(PROVIDED RECORDS Opens)

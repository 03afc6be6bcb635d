//! Pneuma engine crate.
//!
//! Engine-agnostic building blocks for schematic components: coordinates and
//! transforms, paint, the scene tree with its draw stream, polygon booleans,
//! animation descriptors and snapshot export.

pub mod anim;
pub mod coords;
pub mod export;
pub mod geom;
pub mod logging;
pub mod paint;
pub mod scene;
use super::Vec2;

/// 2D affine transformation: `p' = M·p + t`.
///
/// Thin wrapper over [`kurbo::Affine`] that speaks scene [`Vec2`]s and the
/// "about a centre" constructors components are built from.
#[derive(Debug, Copy, Clone, PartialEq)]
pub struct Affine(kurbo::Affine);

/// Decomposition of an affine map that preserves circles.
#[derive(Debug, Copy, Clone, PartialEq)]
pub struct Similarity {
    pub scale: f32,
    /// Rotation applied after the optional mirror across the X axis.
    pub rotation: f32,
    pub mirrored: bool,
}

impl Affine {
    pub const IDENTITY: Affine = Affine(kurbo::Affine::IDENTITY);

    #[inline]
    pub fn translate(by: Vec2) -> Self {
        Affine(kurbo::Affine::translate((f64::from(by.x), f64::from(by.y))))
    }

    /// Counter-clockwise rotation by `angle` radians about `center`.
    pub fn rotate_about(center: Vec2, angle: f32) -> Self {
        Self::about(center, kurbo::Affine::rotate(angle.into()))
    }

    /// Uniform scaling by `factor` about `center`.
    pub fn scale_about(center: Vec2, factor: f32) -> Self {
        Self::about(center, kurbo::Affine::scale(factor.into()))
    }

    /// Scales along a single axis direction by `factor` about `center`.
    ///
    /// `axis` need not be normalized; a zero axis yields the identity.
    pub fn stretch_about(center: Vec2, axis: Vec2, factor: f32) -> Self {
        let Some((x, y)) = unit(axis) else {
            return Self::IDENTITY;
        };
        // I + (k - 1)·u·uᵀ
        let k = f64::from(factor) - 1.0;
        let lin = kurbo::Affine::new([1.0 + k * x * x, k * x * y, k * x * y, 1.0 + k * y * y, 0.0, 0.0]);
        Self::about(center, lin)
    }

    /// Half-turn about the in-plane `axis` through `center`, seen from the
    /// front: a reflection across that line. Flipping about `UP` mirrors X.
    pub fn flip_about(center: Vec2, axis: Vec2) -> Self {
        let Some((x, y)) = unit(axis) else {
            return Self::IDENTITY;
        };
        // 2·u·uᵀ - I
        let lin = kurbo::Affine::new([2.0 * x * x - 1.0, 2.0 * x * y, 2.0 * x * y, 2.0 * y * y - 1.0, 0.0, 0.0]);
        Self::about(center, lin)
    }

    fn about(center: Vec2, lin: kurbo::Affine) -> Self {
        let c = kurbo::Vec2::new(center.x.into(), center.y.into());
        Affine(kurbo::Affine::translate(c) * lin * kurbo::Affine::translate(-c))
    }

    /// `self ∘ inner`: applies `inner` first, then `self`.
    #[inline]
    pub fn then_after(self, inner: Affine) -> Affine {
        Affine(self.0 * inner.0)
    }

    /// Applies `self` first, then `outer`.
    #[inline]
    pub fn then(self, outer: Affine) -> Affine {
        outer.then_after(self)
    }

    #[inline]
    pub fn apply(&self, p: Vec2) -> Vec2 {
        (self.0 * kurbo::Point::from(p)).into()
    }

    /// Applies the linear part only.
    #[inline]
    pub fn apply_vector(&self, v: Vec2) -> Vec2 {
        let [a, b, c, d, _, _] = self.0.as_coeffs();
        let (x, y) = (f64::from(v.x), f64::from(v.y));
        Vec2::new((a * x + c * y) as f32, (b * x + d * y) as f32)
    }

    #[inline]
    pub fn determinant(&self) -> f32 {
        self.0.determinant() as f32
    }

    /// Returns the similarity decomposition when the map keeps circles round.
    pub fn as_similarity(&self) -> Option<Similarity> {
        let [a, b, c, d, _, _] = self.0.as_coeffs();
        let col0 = a * a + b * b;
        let col1 = c * c + d * d;
        let dot = a * c + b * d;
        let tol = 1e-5 * col0.max(col1).max(1.0);
        if (col0 - col1).abs() > tol || dot.abs() > tol || col0 <= 0.0 {
            return None;
        }
        Some(Similarity {
            scale: col0.sqrt() as f32,
            rotation: b.atan2(a) as f32,
            mirrored: self.0.determinant() < 0.0,
        })
    }
}

fn unit(axis: Vec2) -> Option<(f64, f64)> {
    let (x, y) = (f64::from(axis.x), f64::from(axis.y));
    let len = x.hypot(y);
    (len > 0.0).then(|| (x / len, y / len))
}

impl Default for Affine {
    fn default() -> Self {
        Self::IDENTITY
    }
}

#[cfg(test)]
mod tests {
    use super::*;
    use core::f32::consts::{FRAC_PI_2, PI};

    fn close(a: Vec2, b: Vec2) -> bool {
        (a - b).length() < 1e-5
    }

    #[test]
    fn rotation_about_point_keeps_center_fixed() {
        let c = Vec2::new(1.0, 1.0);
        let t = Affine::rotate_about(c, FRAC_PI_2);
        assert!(close(t.apply(c), c));
        assert!(close(t.apply(Vec2::new(2.0, 1.0)), Vec2::new(1.0, 2.0)));
    }

    #[test]
    fn stretch_along_x_only_moves_x() {
        let t = Affine::stretch_about(Vec2::new(1.0, 0.0), Vec2::RIGHT, 2.0);
        assert!(close(t.apply(Vec2::new(2.0, 5.0)), Vec2::new(3.0, 5.0)));
        assert!(t.as_similarity().is_none());
    }

    #[test]
    fn flip_about_up_mirrors_x() {
        let t = Affine::flip_about(Vec2::ORIGIN, Vec2::UP);
        assert!(close(t.apply(Vec2::new(2.0, 3.0)), Vec2::new(-2.0, 3.0)));
        let s = t.as_similarity().unwrap();
        assert!(s.mirrored);
        assert!((s.scale - 1.0).abs() < 1e-6);
    }

    #[test]
    fn zero_axis_is_identity() {
        assert_eq!(Affine::flip_about(Vec2::UP, Vec2::ORIGIN), Affine::IDENTITY);
        assert_eq!(Affine::stretch_about(Vec2::UP, Vec2::ORIGIN, 3.0), Affine::IDENTITY);
    }

    #[test]
    fn composition_applies_inner_first() {
        let shift = Affine::translate(Vec2::RIGHT);
        let rot = Affine::rotate_about(Vec2::ORIGIN, PI);
        // shift then rotate: (0,0) -> (1,0) -> (-1,0)
        assert!(close(shift.then(rot).apply(Vec2::ORIGIN), Vec2::LEFT));
    }

    #[test]
    fn vectors_ignore_the_translation() {
        let t = Affine::translate(Vec2::new(5.0, 5.0)).then(Affine::rotate_about(Vec2::UP, FRAC_PI_2));
        assert!(close(t.apply_vector(Vec2::RIGHT), Vec2::UP));
    }

    #[test]
    fn similarity_reports_scale_and_rotation() {
        let t = Affine::rotate_about(Vec2::ORIGIN, 0.3).then(Affine::scale_about(Vec2::ORIGIN, 2.0));
        let s = t.as_similarity().unwrap();
        assert!((s.scale - 2.0).abs() < 1e-5);
        assert!((s.rotation - 0.3).abs() < 1e-5);
        assert!(!s.mirrored);
    }
}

(PROVIDED RECORDS Closes)

### PROBLEM TO SOLVE
Line for line, the material above should be repeated exactly.

### WRITTEN RESPONSE
repository 03afc6be6bcb635d
//! Pneuma engine crate.
//!
//! Engine-agnostic building blocks for schematic components: coordinates and
//! transforms, paint, the scene tree with its draw stream, polygon booleans,
//! animation descriptors and snapshot export.

pub mod anim;
pub mod coords;
pub mod export;
pub mod geom;
pub mod logging;
pub mod paint;
pub mod scene;
use super::Vec2;

/// 2D affine transformation: `p' = M·p + t`.
///
/// Thin wrapper over [`kurbo::Affine`] that speaks scene [`Vec2`]s and the
/// "about a centre" constructors components are built from.
#[derive(Debug, Copy, Clone, PartialEq)]
pub struct Affine(kurbo::Affine);

/// Decomposition of an affine map that preserves circles.
#[derive(Debug, Copy, Clone, PartialEq)]
pub struct Similarity {
    pub scale: f32,
    /// Rotation applied after the optional mirror across the X axis.
    pub rotation: f32,
    pub mirrored: bool,
}

impl Affine {
    pub const IDENTITY: Affine = Affine(kurbo::Affine::IDENTITY);

    #[inline]
    pub fn translate(by: Vec2) -> Self {
        Affine(kurbo::Affine::translate((f64::from(by.x), f64::from(by.y))))
    }

    /// Counter-clockwise rotation by `angle` radians about `center`.
    pub fn rotate_about(center: Vec2, angle: f32) -> Self {
        Self::about(center, kurbo::Affine::rotate(angle.into()))
    }

    /// Uniform scaling by `factor` about `center`.
    pub fn scale_about(center: Vec2, factor: f32) -> Self {
        Self::about(center, kurbo::Affine::scale(factor.into()))
    }

    /// Scales along a single axis direction by `factor` about `center`.
    ///
    /// `axis` need not be normalized; a zero axis yields the identity.
    pub fn stretch_about(center: Vec2, axis: Vec2, factor: f32) -> Self {
        let Some((x, y)) = unit(axis) else {
            return Self::IDENTITY;
        };
        // I + (k - 1)·u·uᵀ
        let k = f64::from(factor) - 1.0;
        let lin = kurbo::Affine::new([1.0 + k * x * x, k * x * y, k * x * y, 1.0 + k * y * y, 0.0, 0.0]);
        Self::about(center, lin)
    }

    /// Half-turn about the in-plane `axis` through `center`, seen from the
    /// front: a reflection across that line. Flipping about `UP` mirrors X.
    pub fn flip_about(center: Vec2, axis: Vec2) -> Self {
        let Some((x, y)) = unit(axis) else {
            return Self::IDENTITY;
        };
        // 2·u·uᵀ - I
        let lin = kurbo::Affine::new([2.0 * x * x - 1.0, 2.0 * x * y, 2.0 * x * y, 2.0 * y * y - 1.0, 0.0, 0.0]);
        Self::about(center, lin)
    }

    fn about(center: Vec2, lin: kurbo::Affine) -> Self {
        let c = kurbo::Vec2::new(center.x.into(), center.y.into());
        Affine(kurbo::Affine::translate(c) * lin * kurbo::Affine::translate(-c))
    }

    /// `self ∘ inner`: applies `inner` first, then `self`.
    #[inline]
    pub fn then_after(self, inner: Affine) -> Affine {
        Affine(self.0 * inner.0)
    }

    /// Applies `self` first, then `outer`.
    #[inline]
    pub fn then(self, outer: Affine) -> Affine {
        outer.then_after(self)
    }

    #[inline]
    pub fn apply(&self, p: Vec2) -> Vec2 {
        (self.0 * kurbo::Point::from(p)).into()
    }

    /// Applies the linear part only.
    #[inline]
    pub fn apply_vector(&self, v: Vec2) -> Vec2 {
        let [a, b, c, d, _, _] = self.0.as_coeffs();
        let (x, y) = (f64::from(v.x), f64::from(v.y));
        Vec2::new((a * x + c * y) as f32, (b * x + d * y) as f32)
    }

    #[inline]
    pub fn determinant(&self) -> f32 {
        self.0.determinant() as f32
    }

    /// Returns the similarity decomposition when the map keeps circles round.
    pub fn as_similarity(&self) -> Option<Similarity> {
        let [a, b, c, d, _, _] = self.0.as_coeffs();
        let col0 = a * a + b * b;
        let col1 = c * c + d * d;
        let dot = a * c + b * d;
        let tol = 1e-5 * col0.max(col1).max(1.0);
        if (col0 - col1).abs() > tol || dot.abs() > tol || col0 <= 0.0 {
            return None;
        }
        Some(Similarity {
            scale: col0.sqrt() as f32,
            rotation: b.atan2(a) as f32,
            mirrored: self.0.determinant() < 0.0,
        })
    }
}

fn unit(axis: Vec2) -> Option<(f64, f64)> {
    let (x, y) = (f64::from(axis.x), f64::from(axis.y));
    let len = x.hypot(y);
    (len > 0.0).then(|| (x / len, y / len))
}

impl Default for Affine {
    fn default() -> Self {
        Self::IDENTITY
    }
}

#[cfg(test)]
mod tests {
    use super::*;
    use core::f32::consts::{FRAC_PI_2, PI};

    fn close(a: Vec2, b: Vec2) -> bool {
        (a - b).length() < 1e-5
    }

    #[test]
    fn rotation_about_point_keeps_center_fixed() {
        let c = Vec2::new(1.0, 1.0);
        let t = Affine::rotate_about(c, FRAC_PI_2);
        assert!(close(t.apply(c), c));
        assert!(close(t.apply(Vec2::new(2.0, 1.0)), Vec2::new(1.0, 2.0)));
    }

    #[test]
    fn stretch_along_x_only_moves_x() {
        let t = Affine::stretch_about(Vec2::new(1.0, 0.0), Vec2::RIGHT, 2.0);
        assert!(close(t.apply(Vec2::new(2.0, 5.0)), Vec2::new(3.0, 5.0)));
        assert!(t.as_similarity().is_none());
    }

    #[test]
    fn flip_about_up_mirrors_x() {
        let t = Affine::flip_about(Vec2::ORIGIN, Vec2::UP);
        assert!(close(t.apply(Vec2::new(2.0, 3.0)), Vec2::new(-2.0, 3.0)));
        let s = t.as_similarity().unwrap();
        assert!(s.mirrored);
        assert!((s.scale - 1.0).abs() < 1e-6);
    }

    #[test]
    fn zero_axis_is_identity() {
        assert_eq!(Affine::flip_about(Vec2::UP, Vec2::ORIGIN), Affine::IDENTITY);
        assert_eq!(Affine::stretch_about(Vec2::UP, Vec2::ORIGIN, 3.0), Affine::IDENTITY);
    }

    #[test]
    fn composition_applies_inner_first() {
        let shift = Affine::translate(Vec2::RIGHT);
        let rot = Affine::rotate_about(Vec2::ORIGIN, PI);
        // shift then rotate: (0,0) -> (1,0) -> (-1,0)
        assert!(close(shift.then(rot).apply(Vec2::ORIGIN), Vec2::LEFT));
    }

    #[test]
    fn vectors_ignore_the_translation() {
        let t = Affine::translate(Vec2::new(5.0, 5.0)).then(Affine::rotate_about(Vec2::UP, FRAC_PI_2));
        assert!(close(t.apply_vector(Vec2::RIGHT), Vec2::UP));
    }

    #[test]
    fn similarity_reports_scale_and_rotation() {
        let t = Affine::rotate_about(Vec2::ORIGIN, 0.3).then(Affine::scale_about(Vec2::ORIGIN, 2.0));
        let s = t.as_similarity().unwrap();
        assert!((s.scale - 2.0).abs() < 1e-5);
        assert!((s.rotation - 0.3).abs() < 1e-5);
        assert!(!s.mirrored);
    }
}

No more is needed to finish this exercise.